When this calculation is complete, and every pixel has a number, the image is displayed in the Web page
by the browser. This decompression takes some time to perform, but not as much time as is saved by
transmitting the much smaller compressed file.
How GIF compression works
The Graphics Interchange Format is a much simpler compression scheme. It starts by reducing the color
depth of every pixel in the image to 8 bits or less. This cuts the file size by about two-thirds. The reduction
in picture quality caused by this is much more noticeable in a photograph than in a line drawing.
The second step of the GIF scheme looks for repetition in color across a row of pixels. In the image below,
for instance, the top row of pixels, all 320 of them, are exactly the same pure white color. The GIF
compressor looks across the row, finds all the same color, and instead of saving a string of 320 8-bit
numbers, it saves one 8-bit number to represent the color, and then saves the note, “repeated 319 more
times,” which it can do with just two numbers. So it has reduced the amount of data necessary to represent
this top row of pixels from 320 to three numbers. That’s quite a reduction.
When it gets down to the middle of the picture, row 120, it will need to save more information. The string
if numbers for this row would include “white, repeated 20 times; red, repeated 50 times; blue, repeated 100
times; white, repeated 15 times; green, repeated 5 times; white, repeated 50 times.” That’s more data than
the top row, but far less data than 320 8-bit numbers.
Line drawing before and after GIF compression.
This image started out as a 16-bit image, at about 240 K. Reducing it to 8-bit color cut its file size down to
120 K. Applying the second part of the GIF compression scheme cut its size down further to about 25 K.
GIF compression works best on images with large areas of solid color.
As with JPEG images, the user’s browser receives the compressed file from the Web server, than applies
the GIF algorithm in reverse to recreate and then display the image on the Web page. Because fewer
calculations are involved, the computer takes less time to decompress a GIF than a JPEG image.

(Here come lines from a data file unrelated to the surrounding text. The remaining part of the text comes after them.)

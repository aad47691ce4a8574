//! Queue statistics.

use std::sync::atomic::{AtomicU64, AtomicUsize, Ordering};

/// Statistics for monitoring queue behaviour.
#[derive(Debug, Default, Clone, PartialEq, Eq)]
pub struct QueueStats {
    /// `submit` calls received
    pub submitted: u64,
    /// Submissions dropped because the key was already in flight
    pub deduplicated: u64,
    /// Outcomes handed to a completion callback (including `Cancelled` from `cancel`)
    pub delivered: u64,
    /// Tasks cancelled through `cancel` or `cancel_all`
    pub cancelled: u64,
    /// Outcomes produced after their table entry was gone
    pub discarded: u64,
    /// Fetches running right now
    pub running: usize,
    /// Highest number of simultaneously running fetches observed
    pub peak_running: usize,
}

impl QueueStats {
    /// Returns the share of submissions that were deduplicated (0.0 to 1.0).
    pub fn dedup_ratio(&self) -> f64 {
        if self.submitted == 0 {
            0.0
        } else {
            self.deduplicated as f64 / self.submitted as f64
        }
    }
}

/// Lock-free counters behind [`QueueStats`].
#[derive(Debug, Default)]
pub(super) struct StatsCounters {
    submitted: AtomicU64,
    deduplicated: AtomicU64,
    delivered: AtomicU64,
    cancelled: AtomicU64,
    discarded: AtomicU64,
    running: AtomicUsize,
    peak_running: AtomicUsize,
}

impl StatsCounters {
    pub fn record_submitted(&self) {
        self.submitted.fetch_add(1, Ordering::Relaxed);
    }

    pub fn record_deduplicated(&self) {
        self.deduplicated.fetch_add(1, Ordering::Relaxed);
    }

    pub fn record_delivered(&self) {
        self.delivered.fetch_add(1, Ordering::Relaxed);
    }

    pub fn record_cancelled(&self, count: u64) {
        self.cancelled.fetch_add(count, Ordering::Relaxed);
    }

    pub fn record_discarded(&self) {
        self.discarded.fetch_add(1, Ordering::Relaxed);
    }

    /// Marks one fetch as running until the returned guard drops.
    pub fn start_running(&self) -> RunningGuard<'_> {
        let current = self.running.fetch_add(1, Ordering::SeqCst) + 1;

        let mut peak = self.peak_running.load(Ordering::Relaxed);
        while current > peak {
            match self.peak_running.compare_exchange_weak(
                peak,
                current,
                Ordering::Relaxed,
                Ordering::Relaxed,
            ) {
                Ok(_) => break,
                Err(p) => peak = p,
            }
        }

        RunningGuard {
            running: &self.running,
        }
    }

    pub fn running(&self) -> usize {
        self.running.load(Ordering::SeqCst)
    }

    pub fn snapshot(&self) -> QueueStats {
        QueueStats {
            submitted: self.submitted.load(Ordering::Relaxed),
            deduplicated: self.deduplicated.load(Ordering::Relaxed),
            delivered: self.delivered.load(Ordering::Relaxed),
            cancelled: self.cancelled.load(Ordering::Relaxed),
            discarded: self.discarded.load(Ordering::Relaxed),
            running: self.running(),
            peak_running: self.peak_running.load(Ordering::Relaxed),
        }
    }
}

/// Decrements the running count on drop.
pub(super) struct RunningGuard<'a> {
    running: &'a AtomicUsize,
}

impl Drop for RunningGuard<'_> {
    fn drop(&mut self) {
        self.running.fetch_sub(1, Ordering::SeqCst);
    }
}
//! Settings structs for all configuration sections.
//!
//! Each struct represents one `[section]` of the INI config file.

use super::{FetchConfig, GridConfig};
use std::path::PathBuf;

/// Complete application configuration loaded from config.ini.
#[derive(Debug, Clone, PartialEq)]
pub struct ConfigFile {
    /// Fetch queue settings
    pub fetch: FetchSettings,
    /// Grid model settings
    pub grid: GridSettings,
    /// Logging settings
    pub logging: LoggingSettings,
}

/// `[fetch]` section.
#[derive(Debug, Clone, PartialEq)]
pub struct FetchSettings {
    /// Per-request timeout in seconds
    pub timeout: u64,
    /// Running fetch limit; `None` means one per CPU
    pub max_concurrent: Option<usize>,
    /// User-Agent header
    pub user_agent: String,
}

/// `[grid]` section.
#[derive(Debug, Clone, PartialEq)]
pub struct GridSettings {
    pub source_url: String,
    pub reload_count: usize,
    pub columns: u32,
    pub rows: u32,
}

/// `[logging]` section.
#[derive(Debug, Clone, PartialEq)]
pub struct LoggingSettings {
    /// Log file path
    pub file: PathBuf,
}

impl ConfigFile {
    /// Builds the fetch queue configuration from the `[fetch]` section.
    pub fn fetch_config(&self) -> FetchConfig {
        let config = FetchConfig::new()
            .with_timeout_secs(self.fetch.timeout)
            .with_user_agent(self.fetch.user_agent.clone());
        match self.fetch.max_concurrent {
            Some(limit) => config.with_max_concurrent(limit),
            None => config,
        }
    }

    /// Builds the grid configuration from the `[grid]` section.
    pub fn grid_config(&self) -> GridConfig {
        GridConfig::new()
            .with_source_url(self.grid.source_url.clone())
            .with_reload_count(self.grid.reload_count)
            .with_page(self.grid.columns, self.grid.rows)
    }
}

File Formats for Images on the Web
JPEG and GIF are not the only file formats that Web browsers can decompress, but they are by far the most
prevalent. A recently developed file format called Portable Network Graphics (PNG) uses algorithms
similar to JPEG and GIF to compress images. It is designed to work best with line drawings, as a substitute
for the GIF compressor. The image above compressed with the PNG scheme ends up at a file size of about
20K, a little smaller than with GIF.
Image editing programs such as Photoshop can compress in all of these formats. The image-editing
program takes care of the details of the compression algorithm for you. All you need do is choose Save
As… or Save for Web…from the File menu.
Warning: File Formats
The popular Web browsers can automatically decompress and display images saved in the JPEG, GIF, and
PNG file formats. They cannot do the same with other image file formats such as TIFF (Tagged Image File
Format) or BMP (bitmapped) or PICT, PCX, PDF Portable Document Format), PSD (Photoshop), or EPS
(Encapsulated PostScript). While Photoshop can save an image in all of these formats, only JPEG, GIF, and
PNG can be handled automatically by the Web browser. The other formats – which were designed for other
purposes, not for Web pages -- can indeed be sent over the Web, but they can be displayed only if the user
has special software programs or browser plug-ins to display the image.